Mangione: The Story Behind the Story by John H Richardson – Sympathy for a Devil?
On the fifth of December 2024, a leading publication ran the front-page story “Insurance CEO Shot Dead In Manhattan”. The report then noted that Brian Thompson was “fatally wounded from behind in Midtown Manhattan by a killer who then calmly departed the scene”. The daytime killing was truly cold and shocking. But many Americans reacted differently: for those who faced insurance rejections or faced exorbitant healthcare costs, the news felt like a release. Online platforms erupted. One post read: “All jokes aside … no one here is the judge of who deserves to live or die. That’s the job of the artificial intelligence system the insurance company designed to maximize profits on your health.”
Less than a week after, Luigi Mangione, a good-looking, twenty-six-year-old University of Pennsylvania alumnus with a master’s in computer science, was arrested at a McDonald’s in Altoona, Pennsylvania. He awaits trial on criminal counts of murder, with the district attorney seeking the death penalty. So who is Mangione? And what drove the accused offense? These are the issues John H Richardson attempts to answer in an investigation that explores broader themes, too.
The Making of a Subject
A journalist for Esquire magazine, Richardson devoted considerable time to studying the groups that exist in the hidden parts of the internet, writing stories about people “plagued by genuine concerns about an end-times scenario”. To reveal “the making” of his subject, Richardson first examines Mangione’s extensive reading. We learn that “[when] he was arrested, Luigi had a list of 295 books on Goodreads”. Their content ranged from climate change to masculinity, along with a “focus on his own self-improvement, both body and mind”. Furthermore, Richardson sifts through his communications with influencers and authors as well as his many posts on social media. These original materials, meant to paint a portrait of Mangione, instead render him an unclear character. Richardson attempts to explain this by suggesting that “Luigi’s mystery, in fact, is what gives him a little of that old trickster magic”. Throughout the book, Richardson attempts to cast his subject in archetypal terms.
Mangione is deeply anxious about the world around him, one where ‘change is rapid whether we like it or not’
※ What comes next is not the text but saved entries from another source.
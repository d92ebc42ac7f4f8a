//! Deterministic, pure logic shared by the control loop.
//!
//! Core modules must be free of I/O side effects. They operate on in-memory
//! data structures and return deterministic outputs suitable for tests.

pub mod abandonment;
pub mod attempt;
pub mod breaker;
pub mod commands;
pub mod danger;
pub mod outcome;
pub mod scope;
pub mod types;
The Meaning Behind the Crime
As for “the meaning” of the title, Richardson uses as a clue three words – “postpone”, “refuse” and “depose”, engraved on the ammunition left behind at the crime scene. These are the terms sometimes used by health insurance companies to deny coverage. He examines the evidence Mangione had a long-term spinal issue, which might have provided motive for an attack, but finds no proof; instead, what meaning there is seems to rest in Mangione’s philosophical dread about the world around him, one where “the pace is quickening whether we like it or not, moving rapidly to the edge”; a world where the general belief seems to be that AI is going to eventually either dominate, or destroy us, or both.
Missing Pieces
Conspicuous by their absence from the book are interviews with the principal actors. Richardson asked, of course, but never expected access to Mangione himself. And his relatives stated explicitly that they had chosen not to talk to the press in advance of the trial. Another glaring gap is any significant information about the deceased, Thompson, though we learn that under his guidance, from 2021 to 2023, company earnings increased by 33%.
Ambiguous Findings
By book’s end, the audience has no clear understanding of Mangione’s character or what might have motivated his accused actions. Worse still, Richardson’s obvious sympathy for him creates the uncomfortable impression of having been exposed to a veiled endorsement of an assassination. In the book’s final lines, Richardson delivers his fairytale assessment: “We’ve entered a time of fables, the mad king, the monster in the maze and the naked leader.” In that fable “outlaw heroes come with a beautiful promise … They arrive in times of social turmoil, when the population is in pain and nothing makes sense anymore.”
One thing is clear: as Mangione’s legal representatives continues in its attempts have charges that could lead to the ultimate sentence thrown out, any reference of fables, folk heroes, heroes or villains will not be allowed in court in support for this attractive individual with a “jawline … and lips … out of a Caravaggio painting” facing judgment for murder.